AIM OF THE TASK -> Count the lines in the records below that contain the word "String", and give only that count.

Source data ->
__________________________________________________
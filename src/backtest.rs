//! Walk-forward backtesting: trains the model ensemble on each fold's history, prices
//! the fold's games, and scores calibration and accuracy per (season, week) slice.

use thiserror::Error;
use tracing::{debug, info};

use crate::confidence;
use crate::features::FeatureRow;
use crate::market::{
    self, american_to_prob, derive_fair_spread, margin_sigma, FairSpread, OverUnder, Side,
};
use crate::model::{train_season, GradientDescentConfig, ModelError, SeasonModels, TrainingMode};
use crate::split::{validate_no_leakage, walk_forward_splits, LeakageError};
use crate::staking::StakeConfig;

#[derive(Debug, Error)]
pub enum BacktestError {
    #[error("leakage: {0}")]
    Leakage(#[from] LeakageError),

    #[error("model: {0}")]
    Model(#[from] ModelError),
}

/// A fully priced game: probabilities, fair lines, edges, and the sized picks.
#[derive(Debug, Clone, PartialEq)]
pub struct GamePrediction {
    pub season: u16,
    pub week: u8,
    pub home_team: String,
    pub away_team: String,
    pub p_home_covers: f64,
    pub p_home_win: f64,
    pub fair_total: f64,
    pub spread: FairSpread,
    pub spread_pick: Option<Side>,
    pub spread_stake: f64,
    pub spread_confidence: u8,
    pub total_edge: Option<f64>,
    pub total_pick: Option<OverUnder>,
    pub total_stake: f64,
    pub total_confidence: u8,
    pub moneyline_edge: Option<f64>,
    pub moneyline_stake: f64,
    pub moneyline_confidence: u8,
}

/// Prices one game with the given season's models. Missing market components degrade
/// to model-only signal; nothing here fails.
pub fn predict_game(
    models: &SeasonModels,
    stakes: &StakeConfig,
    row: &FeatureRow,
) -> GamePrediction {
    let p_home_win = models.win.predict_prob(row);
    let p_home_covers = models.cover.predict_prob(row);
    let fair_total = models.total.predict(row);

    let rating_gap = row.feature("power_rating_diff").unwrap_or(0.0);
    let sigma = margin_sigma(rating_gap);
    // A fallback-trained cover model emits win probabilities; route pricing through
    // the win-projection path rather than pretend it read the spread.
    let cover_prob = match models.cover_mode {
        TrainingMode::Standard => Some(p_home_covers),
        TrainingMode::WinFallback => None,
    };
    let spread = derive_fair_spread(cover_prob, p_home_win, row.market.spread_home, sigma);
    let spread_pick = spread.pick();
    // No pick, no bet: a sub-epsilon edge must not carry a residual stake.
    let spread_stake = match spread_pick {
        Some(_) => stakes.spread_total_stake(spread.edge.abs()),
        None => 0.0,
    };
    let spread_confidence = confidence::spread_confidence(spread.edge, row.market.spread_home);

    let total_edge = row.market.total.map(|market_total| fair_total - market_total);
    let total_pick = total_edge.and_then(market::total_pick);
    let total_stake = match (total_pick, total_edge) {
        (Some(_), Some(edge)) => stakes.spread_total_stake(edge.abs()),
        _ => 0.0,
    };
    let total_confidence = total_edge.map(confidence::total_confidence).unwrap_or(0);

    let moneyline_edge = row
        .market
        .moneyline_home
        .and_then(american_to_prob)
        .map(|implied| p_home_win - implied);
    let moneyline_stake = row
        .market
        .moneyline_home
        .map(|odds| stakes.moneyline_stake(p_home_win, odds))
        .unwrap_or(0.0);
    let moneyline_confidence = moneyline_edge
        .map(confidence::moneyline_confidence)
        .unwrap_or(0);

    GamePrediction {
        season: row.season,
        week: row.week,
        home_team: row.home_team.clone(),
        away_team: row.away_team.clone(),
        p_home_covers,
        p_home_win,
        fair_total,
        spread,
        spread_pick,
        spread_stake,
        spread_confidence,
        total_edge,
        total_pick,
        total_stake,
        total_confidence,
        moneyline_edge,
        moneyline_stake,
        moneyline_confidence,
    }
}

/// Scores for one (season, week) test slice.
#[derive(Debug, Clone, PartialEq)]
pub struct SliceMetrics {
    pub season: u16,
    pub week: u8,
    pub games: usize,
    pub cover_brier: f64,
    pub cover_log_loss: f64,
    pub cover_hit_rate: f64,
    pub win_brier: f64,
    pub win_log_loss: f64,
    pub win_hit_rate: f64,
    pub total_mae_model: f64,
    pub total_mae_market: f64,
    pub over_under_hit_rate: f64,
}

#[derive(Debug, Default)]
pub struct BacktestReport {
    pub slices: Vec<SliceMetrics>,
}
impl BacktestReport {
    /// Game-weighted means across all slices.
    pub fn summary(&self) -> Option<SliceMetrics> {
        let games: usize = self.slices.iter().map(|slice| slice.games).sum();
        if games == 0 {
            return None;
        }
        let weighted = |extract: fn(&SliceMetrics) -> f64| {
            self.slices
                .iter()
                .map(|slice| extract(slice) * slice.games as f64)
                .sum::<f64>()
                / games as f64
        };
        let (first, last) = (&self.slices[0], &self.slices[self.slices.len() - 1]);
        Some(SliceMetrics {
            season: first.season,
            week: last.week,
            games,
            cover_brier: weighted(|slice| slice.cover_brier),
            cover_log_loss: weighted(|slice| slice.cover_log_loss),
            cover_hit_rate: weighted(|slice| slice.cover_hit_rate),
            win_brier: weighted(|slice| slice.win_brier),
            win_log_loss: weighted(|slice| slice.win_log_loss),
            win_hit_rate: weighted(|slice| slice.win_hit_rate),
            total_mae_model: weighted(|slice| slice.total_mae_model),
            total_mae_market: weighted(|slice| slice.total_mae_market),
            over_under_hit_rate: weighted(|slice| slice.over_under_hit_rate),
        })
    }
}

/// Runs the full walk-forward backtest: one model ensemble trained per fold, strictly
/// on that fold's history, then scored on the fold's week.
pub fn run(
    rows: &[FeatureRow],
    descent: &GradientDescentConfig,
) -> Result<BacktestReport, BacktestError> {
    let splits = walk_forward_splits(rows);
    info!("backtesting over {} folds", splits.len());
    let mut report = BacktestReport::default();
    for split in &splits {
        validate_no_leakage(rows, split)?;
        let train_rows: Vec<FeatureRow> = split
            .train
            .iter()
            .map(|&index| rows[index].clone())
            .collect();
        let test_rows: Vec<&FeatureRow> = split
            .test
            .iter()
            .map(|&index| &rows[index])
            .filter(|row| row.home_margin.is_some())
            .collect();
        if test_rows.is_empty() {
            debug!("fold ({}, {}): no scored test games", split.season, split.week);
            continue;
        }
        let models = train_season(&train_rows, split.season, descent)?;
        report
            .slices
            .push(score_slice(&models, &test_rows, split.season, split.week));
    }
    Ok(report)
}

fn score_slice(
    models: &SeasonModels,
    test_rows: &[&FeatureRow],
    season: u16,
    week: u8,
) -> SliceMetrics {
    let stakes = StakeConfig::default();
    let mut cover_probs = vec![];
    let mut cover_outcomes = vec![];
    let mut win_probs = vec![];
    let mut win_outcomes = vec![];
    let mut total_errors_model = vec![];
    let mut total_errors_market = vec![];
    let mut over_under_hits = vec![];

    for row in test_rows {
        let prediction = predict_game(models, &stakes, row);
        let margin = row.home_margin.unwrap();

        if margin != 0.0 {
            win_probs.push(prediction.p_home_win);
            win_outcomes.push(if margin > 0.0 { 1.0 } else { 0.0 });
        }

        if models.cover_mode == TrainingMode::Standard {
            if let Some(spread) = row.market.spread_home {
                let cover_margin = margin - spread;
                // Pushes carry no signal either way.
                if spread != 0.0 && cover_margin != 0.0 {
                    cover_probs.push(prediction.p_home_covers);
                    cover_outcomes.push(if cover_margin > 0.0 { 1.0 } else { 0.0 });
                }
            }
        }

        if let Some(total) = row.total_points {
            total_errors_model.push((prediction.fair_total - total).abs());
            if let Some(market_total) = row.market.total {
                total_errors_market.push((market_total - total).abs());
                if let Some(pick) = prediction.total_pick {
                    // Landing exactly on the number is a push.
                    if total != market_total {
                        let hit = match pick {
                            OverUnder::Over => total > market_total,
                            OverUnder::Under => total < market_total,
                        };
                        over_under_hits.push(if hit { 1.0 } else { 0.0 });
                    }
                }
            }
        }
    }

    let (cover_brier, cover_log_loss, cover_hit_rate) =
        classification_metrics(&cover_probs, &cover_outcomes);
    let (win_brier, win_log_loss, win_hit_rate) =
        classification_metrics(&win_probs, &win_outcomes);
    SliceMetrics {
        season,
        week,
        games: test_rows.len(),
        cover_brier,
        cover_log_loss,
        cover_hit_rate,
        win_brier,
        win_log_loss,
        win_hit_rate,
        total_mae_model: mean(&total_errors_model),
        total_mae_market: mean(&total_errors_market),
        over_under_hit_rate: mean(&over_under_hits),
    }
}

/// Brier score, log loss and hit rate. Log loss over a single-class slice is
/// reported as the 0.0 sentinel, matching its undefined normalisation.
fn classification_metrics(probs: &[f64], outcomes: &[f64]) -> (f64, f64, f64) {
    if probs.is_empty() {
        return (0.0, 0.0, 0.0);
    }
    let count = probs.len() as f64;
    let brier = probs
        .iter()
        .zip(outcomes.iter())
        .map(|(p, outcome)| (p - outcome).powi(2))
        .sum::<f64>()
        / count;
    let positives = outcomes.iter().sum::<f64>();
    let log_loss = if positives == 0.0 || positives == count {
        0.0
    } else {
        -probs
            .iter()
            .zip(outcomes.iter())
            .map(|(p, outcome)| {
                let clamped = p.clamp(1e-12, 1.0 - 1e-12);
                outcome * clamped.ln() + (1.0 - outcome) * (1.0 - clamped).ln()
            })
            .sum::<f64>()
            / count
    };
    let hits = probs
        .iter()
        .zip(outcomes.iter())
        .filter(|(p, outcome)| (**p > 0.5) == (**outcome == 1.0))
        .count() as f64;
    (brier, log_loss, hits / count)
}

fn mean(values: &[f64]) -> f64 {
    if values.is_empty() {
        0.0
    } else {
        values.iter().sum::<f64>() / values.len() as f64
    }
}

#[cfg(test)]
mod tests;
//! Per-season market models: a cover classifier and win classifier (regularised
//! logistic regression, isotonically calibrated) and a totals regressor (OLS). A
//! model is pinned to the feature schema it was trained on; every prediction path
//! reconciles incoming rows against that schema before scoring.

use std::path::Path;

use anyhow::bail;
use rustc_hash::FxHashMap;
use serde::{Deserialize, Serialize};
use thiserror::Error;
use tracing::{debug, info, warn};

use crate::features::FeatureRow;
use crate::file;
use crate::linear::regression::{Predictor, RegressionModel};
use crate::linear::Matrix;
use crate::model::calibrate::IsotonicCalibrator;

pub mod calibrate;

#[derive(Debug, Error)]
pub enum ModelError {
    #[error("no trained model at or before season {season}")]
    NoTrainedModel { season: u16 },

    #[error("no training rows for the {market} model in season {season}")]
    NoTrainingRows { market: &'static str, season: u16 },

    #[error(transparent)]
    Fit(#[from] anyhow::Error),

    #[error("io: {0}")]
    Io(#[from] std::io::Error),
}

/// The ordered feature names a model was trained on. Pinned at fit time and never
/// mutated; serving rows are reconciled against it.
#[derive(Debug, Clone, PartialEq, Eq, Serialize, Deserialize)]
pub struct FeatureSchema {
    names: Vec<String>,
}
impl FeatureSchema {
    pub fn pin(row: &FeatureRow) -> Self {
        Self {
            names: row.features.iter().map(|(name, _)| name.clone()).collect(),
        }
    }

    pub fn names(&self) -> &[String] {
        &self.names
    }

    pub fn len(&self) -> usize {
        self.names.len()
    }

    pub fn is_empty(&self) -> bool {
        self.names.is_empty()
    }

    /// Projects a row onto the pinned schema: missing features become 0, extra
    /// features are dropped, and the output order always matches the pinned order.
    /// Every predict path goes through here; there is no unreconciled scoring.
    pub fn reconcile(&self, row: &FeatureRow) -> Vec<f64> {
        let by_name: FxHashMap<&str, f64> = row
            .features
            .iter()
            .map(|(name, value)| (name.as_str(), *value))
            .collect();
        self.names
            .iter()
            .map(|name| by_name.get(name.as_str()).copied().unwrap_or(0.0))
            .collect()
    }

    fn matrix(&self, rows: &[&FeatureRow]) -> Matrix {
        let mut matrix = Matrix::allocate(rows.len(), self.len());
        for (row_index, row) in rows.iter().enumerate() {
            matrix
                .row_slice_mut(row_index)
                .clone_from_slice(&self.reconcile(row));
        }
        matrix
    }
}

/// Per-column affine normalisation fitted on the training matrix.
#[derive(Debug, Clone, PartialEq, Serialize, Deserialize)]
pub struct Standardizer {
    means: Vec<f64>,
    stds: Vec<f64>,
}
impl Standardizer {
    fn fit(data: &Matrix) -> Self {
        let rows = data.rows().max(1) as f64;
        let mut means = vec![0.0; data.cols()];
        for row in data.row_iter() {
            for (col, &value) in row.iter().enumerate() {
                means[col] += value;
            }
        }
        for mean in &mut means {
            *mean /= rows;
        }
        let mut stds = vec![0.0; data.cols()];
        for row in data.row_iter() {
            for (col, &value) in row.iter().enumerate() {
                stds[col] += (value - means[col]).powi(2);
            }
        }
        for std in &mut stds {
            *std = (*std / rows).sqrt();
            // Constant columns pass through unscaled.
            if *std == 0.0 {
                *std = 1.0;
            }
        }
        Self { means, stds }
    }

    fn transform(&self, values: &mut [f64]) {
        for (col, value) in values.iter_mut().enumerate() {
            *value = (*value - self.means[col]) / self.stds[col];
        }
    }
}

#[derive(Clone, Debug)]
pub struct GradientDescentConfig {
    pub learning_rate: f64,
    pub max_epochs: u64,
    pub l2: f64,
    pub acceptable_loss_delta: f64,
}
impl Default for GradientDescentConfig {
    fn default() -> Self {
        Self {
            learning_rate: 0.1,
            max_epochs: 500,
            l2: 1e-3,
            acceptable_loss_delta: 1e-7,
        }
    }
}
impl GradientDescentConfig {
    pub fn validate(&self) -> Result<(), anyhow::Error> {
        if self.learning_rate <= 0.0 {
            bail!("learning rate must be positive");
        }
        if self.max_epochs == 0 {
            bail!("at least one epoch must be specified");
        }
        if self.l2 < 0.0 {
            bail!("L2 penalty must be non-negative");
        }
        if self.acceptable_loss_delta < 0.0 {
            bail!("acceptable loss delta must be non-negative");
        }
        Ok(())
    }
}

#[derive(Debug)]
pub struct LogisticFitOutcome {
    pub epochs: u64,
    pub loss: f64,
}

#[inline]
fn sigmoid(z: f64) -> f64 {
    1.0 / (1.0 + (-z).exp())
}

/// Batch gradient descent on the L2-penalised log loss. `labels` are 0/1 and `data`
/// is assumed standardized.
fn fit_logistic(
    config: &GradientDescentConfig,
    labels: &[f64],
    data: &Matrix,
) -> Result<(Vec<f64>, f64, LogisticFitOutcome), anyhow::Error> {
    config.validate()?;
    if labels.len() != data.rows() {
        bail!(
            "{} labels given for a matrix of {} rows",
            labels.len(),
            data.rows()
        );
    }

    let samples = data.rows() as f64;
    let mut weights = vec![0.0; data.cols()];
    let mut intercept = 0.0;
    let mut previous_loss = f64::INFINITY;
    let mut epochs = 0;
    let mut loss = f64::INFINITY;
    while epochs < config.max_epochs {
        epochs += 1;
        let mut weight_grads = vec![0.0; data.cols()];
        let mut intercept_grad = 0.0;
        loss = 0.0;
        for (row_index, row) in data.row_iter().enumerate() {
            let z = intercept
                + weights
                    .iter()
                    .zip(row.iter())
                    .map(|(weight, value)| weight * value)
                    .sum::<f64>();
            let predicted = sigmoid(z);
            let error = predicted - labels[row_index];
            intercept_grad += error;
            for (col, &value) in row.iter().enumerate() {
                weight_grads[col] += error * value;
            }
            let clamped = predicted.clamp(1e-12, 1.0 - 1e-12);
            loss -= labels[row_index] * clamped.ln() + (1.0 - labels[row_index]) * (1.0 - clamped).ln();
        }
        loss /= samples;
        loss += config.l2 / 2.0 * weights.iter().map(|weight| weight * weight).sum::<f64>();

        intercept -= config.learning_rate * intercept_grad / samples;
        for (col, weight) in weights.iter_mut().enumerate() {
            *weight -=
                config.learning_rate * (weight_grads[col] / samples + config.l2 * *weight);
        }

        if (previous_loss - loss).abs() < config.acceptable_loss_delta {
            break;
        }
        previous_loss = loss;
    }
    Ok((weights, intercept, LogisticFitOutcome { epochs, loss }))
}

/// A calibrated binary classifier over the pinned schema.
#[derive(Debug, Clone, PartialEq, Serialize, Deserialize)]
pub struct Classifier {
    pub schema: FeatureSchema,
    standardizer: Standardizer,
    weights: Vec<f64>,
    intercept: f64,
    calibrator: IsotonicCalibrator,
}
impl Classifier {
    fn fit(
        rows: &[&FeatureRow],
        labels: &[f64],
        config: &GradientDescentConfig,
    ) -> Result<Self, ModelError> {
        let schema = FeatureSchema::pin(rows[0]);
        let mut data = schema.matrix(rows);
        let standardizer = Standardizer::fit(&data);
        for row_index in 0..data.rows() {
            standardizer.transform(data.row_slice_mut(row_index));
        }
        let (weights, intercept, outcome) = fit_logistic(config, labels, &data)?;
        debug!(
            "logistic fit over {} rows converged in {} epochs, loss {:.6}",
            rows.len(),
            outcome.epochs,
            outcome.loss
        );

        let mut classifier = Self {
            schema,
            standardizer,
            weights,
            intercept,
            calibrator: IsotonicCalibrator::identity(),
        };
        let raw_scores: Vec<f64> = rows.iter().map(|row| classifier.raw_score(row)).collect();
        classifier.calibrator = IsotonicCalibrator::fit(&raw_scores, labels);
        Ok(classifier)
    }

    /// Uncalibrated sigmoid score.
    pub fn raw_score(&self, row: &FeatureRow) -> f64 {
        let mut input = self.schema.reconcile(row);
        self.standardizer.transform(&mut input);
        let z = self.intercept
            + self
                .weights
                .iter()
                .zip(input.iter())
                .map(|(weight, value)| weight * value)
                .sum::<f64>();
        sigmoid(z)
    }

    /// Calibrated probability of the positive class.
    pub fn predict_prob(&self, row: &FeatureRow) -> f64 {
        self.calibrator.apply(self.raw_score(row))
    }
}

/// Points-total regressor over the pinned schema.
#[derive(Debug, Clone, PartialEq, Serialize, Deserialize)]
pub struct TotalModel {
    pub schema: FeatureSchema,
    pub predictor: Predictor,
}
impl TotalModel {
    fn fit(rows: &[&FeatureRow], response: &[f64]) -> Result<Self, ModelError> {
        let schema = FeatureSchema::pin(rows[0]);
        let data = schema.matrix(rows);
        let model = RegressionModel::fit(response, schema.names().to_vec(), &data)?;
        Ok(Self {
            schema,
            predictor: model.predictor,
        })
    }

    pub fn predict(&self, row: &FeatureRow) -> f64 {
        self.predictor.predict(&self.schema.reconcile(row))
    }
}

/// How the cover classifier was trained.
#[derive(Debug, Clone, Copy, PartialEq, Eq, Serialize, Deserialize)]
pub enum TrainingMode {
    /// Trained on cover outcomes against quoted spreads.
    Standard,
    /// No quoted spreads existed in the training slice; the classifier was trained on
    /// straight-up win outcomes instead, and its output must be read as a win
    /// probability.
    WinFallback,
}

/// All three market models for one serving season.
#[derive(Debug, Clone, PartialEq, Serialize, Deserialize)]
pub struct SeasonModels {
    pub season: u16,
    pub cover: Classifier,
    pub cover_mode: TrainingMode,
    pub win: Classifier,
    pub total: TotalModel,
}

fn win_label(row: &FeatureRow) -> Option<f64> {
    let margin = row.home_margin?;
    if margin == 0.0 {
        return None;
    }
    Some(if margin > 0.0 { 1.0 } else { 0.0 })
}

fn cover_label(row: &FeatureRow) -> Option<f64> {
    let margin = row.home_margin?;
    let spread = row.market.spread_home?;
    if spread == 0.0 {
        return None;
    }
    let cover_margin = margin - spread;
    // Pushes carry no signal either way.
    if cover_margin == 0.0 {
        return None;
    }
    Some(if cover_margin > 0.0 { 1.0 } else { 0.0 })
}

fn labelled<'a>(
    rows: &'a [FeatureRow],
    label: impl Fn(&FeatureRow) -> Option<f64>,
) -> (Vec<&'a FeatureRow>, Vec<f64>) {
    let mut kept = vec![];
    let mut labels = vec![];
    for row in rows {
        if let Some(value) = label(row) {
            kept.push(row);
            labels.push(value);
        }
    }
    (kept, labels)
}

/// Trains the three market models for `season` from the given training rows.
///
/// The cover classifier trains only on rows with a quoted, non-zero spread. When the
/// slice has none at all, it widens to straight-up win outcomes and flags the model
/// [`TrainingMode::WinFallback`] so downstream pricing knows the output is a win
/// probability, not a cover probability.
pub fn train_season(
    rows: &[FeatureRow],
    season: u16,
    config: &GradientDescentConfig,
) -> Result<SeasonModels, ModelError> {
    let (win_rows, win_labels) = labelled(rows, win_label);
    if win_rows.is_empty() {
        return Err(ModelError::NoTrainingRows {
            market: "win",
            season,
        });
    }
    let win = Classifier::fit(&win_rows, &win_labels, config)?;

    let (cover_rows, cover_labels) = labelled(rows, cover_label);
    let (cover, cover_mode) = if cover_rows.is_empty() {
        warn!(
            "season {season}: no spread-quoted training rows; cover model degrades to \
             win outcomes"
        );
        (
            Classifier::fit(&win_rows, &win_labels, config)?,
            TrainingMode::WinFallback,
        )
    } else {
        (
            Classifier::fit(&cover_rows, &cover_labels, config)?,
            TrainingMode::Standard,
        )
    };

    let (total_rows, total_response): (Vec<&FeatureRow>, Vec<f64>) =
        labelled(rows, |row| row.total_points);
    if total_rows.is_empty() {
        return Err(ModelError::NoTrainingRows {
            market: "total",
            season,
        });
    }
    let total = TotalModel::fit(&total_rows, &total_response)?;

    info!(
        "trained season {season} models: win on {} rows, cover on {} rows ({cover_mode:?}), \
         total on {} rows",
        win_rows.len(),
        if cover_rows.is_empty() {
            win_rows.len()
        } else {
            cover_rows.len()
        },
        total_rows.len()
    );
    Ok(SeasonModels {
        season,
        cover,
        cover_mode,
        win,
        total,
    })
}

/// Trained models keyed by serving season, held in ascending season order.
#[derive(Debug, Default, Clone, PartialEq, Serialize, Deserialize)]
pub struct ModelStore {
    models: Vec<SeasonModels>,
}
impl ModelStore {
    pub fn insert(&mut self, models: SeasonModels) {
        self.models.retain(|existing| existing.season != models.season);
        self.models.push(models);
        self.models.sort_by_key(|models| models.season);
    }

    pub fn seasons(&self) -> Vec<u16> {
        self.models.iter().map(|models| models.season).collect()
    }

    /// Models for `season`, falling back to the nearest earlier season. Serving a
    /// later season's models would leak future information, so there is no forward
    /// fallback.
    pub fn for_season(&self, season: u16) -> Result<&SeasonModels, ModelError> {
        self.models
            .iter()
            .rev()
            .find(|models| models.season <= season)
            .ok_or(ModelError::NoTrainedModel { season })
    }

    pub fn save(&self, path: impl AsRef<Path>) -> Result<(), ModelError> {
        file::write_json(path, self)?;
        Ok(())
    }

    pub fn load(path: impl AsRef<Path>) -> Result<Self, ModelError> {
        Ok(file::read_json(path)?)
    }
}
__________________________________________________
SOLUTION -> 4